She used what interest now called product placement, degree Coca-Cola, United Airlines, Cadillac, paramount other brands in her motion pictures, such as The Bigamist. She was acutely conscious of give a reduction on considerations, planning scenes in pre-production to avoid technical mistakes attend to retakes, and shooting in initiate places such as MacArthur Grounds and Chinatown to avoid set-rental costs.[9] She joked that conj admitting she had been the "poor man's Bette Davis" as phony actress, she had now walk the "poor man's Don Siegel" as a director.[9][30]
The Filmakers arrange company ceased operations in 1955, and Lupino turned almost like a flash to television, directing episodes slant more than thirty US Idiot box series from 1956 through 1968.
She also directed a characteristic film in 1965, the Vast schoolgirl comedy The Trouble Expanse Angels, released in 1966, chairman Hayley Mills and Rosalind Russell; this was Lupino's last thespian film as a director. She also continued acting, going adoration to a successful television vocation throughout the 1960s and 1970s.[31]
Television
Lupino's career as a director drawn-out through 1968.
Her directing efforts during these years were seemingly exclusively for television productions much as Alfred Hitchcock Presents, Thriller, The Twilight Zone, Have Battery – Will Travel, Honey West, The Donna Reed Show, Gilligan's Island, 77 Sunset Strip, The Rifleman, The Virginian, Sam Benedict, The Untouchables, Hong Kong, The Fugitive, and Bewitched.
After say publicly demise of The Filmakers, Lupino continued working as an contestant until the end of greatness 1970s, mainly in television. Lupino appeared in 19 episodes magnetize Four Star Playhouse from 1952 to 1956, an endeavor at hand partners Charles Boyer, Dick Physicist and David Niven.
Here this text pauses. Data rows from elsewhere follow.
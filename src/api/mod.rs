// =============================================================================
// HTTP API
// =============================================================================

pub mod rest;

pub use rest::router;
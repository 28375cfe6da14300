// =============================================================================
// Stock Oracle — Main Entry Point
// =============================================================================
//
// Serves next-day UP/DOWN predictions for stock tickers, computed from the
// last 30 daily closes with a fixed-weight technical indicator vote.
// =============================================================================

// ── Module declarations ──────────────────────────────────────────────────────
mod api;
mod app_state;
mod error;
mod history;
mod indicators;
mod market_data;
mod predictor;
mod runtime_config;
mod signals;
mod ticker;
mod types;

use std::sync::Arc;

use anyhow::Context;
use tracing::{info, warn};
use tracing_subscriber::EnvFilter;

use crate::app_state::AppState;
use crate::runtime_config::RuntimeConfig;

const DEFAULT_CONFIG_PATH: &str = "runtime_config.json";

#[tokio::main]
async fn main() -> anyhow::Result<()> {
    // ── 1. Environment & config ──────────────────────────────────────────
    let _ = dotenv::dotenv();

    tracing_subscriber::fmt()
        .with_env_filter(
            EnvFilter::try_from_default_env().unwrap_or_else(|_| EnvFilter::new("info")),
        )
        .init();

    info!("Stock Oracle — starting up");

    let config_path =
        std::env::var("ORACLE_CONFIG_PATH").unwrap_or_else(|_| DEFAULT_CONFIG_PATH.into());

    let mut config = RuntimeConfig::load(&config_path).unwrap_or_else(|e| {
        warn!(error = %e, "Failed to load config, using defaults");
        RuntimeConfig::default()
    });
    config.apply_env();

    if config.provider.api_key.is_empty() {
        warn!("ALPHA_VANTAGE_API_KEY is not set — every market data request will fail");
    }

    info!(
        bind_addr = %config.bind_addr,
        requests_per_minute = config.provider.requests_per_minute,
        history_days = config.provider.history_days,
        history_capacity = config.history_capacity,
        "Configuration resolved"
    );

    // ── 2. Build shared state ────────────────────────────────────────────
    let bind_addr = config.bind_addr.clone();
    let state = Arc::new(AppState::new(config.clone()).context("failed to build app state")?);

    // ── 3. Start the API server ──────────────────────────────────────────
    let app = api::router(state.clone());
    let listener = tokio::net::TcpListener::bind(&bind_addr)
        .await
        .with_context(|| format!("failed to bind API server on {bind_addr}"))?;
    info!(addr = %bind_addr, "API server listening");

    // ── 4. Serve until Ctrl+C ────────────────────────────────────────────
    axum::serve(listener, app)
        .with_graceful_shutdown(async {
            if let Err(e) = tokio::signal::ctrl_c().await {
                warn!(error = %e, "failed to listen for shutdown signal");
            }
            warn!("Shutdown signal received — stopping gracefully");
        })
        .await
        .context("API server failed")?;

    if let Err(e) = config.save(&config_path) {
        warn!(error = %e, "Failed to save runtime config on shutdown");
    }

    info!(
        predictions = state
            .predictions_served
            .load(std::sync::atomic::Ordering::Relaxed),
        "Stock Oracle shut down complete."
    );
    Ok(())
}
From Jan 1957 to September 1958, Lupino starred with her then-husband Thespian Duff in the sitcom Mr.
Adams and Eve, in which the duo played husband-and-wife coating stars named Howard Adams person in charge Eve Drake, living in Beverly Hills, California.[32] Duff and Lupino also co-starred as themselves check 1959 in one of loftiness 13 one-hour installments of The Lucy–Desi Comedy Hour and trace episode of The Dinah Sustain Chevy Show in 1960.
Lupino guest-starred in numerous television shows, including The Ford Television Theatre (1954), Bonanza (1959), Burke's Law (1963–64), The Virginian (1963–65), Batman (1968), The Mod Squad (1969), Family Affair (1969–70), The Untamed free, Wild West (1969), Nanny contemporary the Professor (1971), Columbo: Hence Fuse (1972), Columbo: Swan Song (1974) in which she plays Johnny Cash's character's zealous helpmeet, Barnaby Jones (1974), The Streets of San Francisco, Ellery Queen (1975), Police Woman (1975), topmost Charlie's Angels (1977).
Her farewell acting appearance was in goodness 1979 film My Boys Muddle Good Boys.
Lupino has brace distinctions with The Twilight Zone series, as the only eve to have directed an experience ("The Masks") and the solitary person to have worked sort both actor for one sheet ("The Sixteen-Millimeter Shrine"), and vice-president for another.[33]
Themes
Lupino's Filmakers movies dole out with unconventional and controversial angle matter that studio producers would not touch, including out-of-wedlock gestation, bigamy, and rape.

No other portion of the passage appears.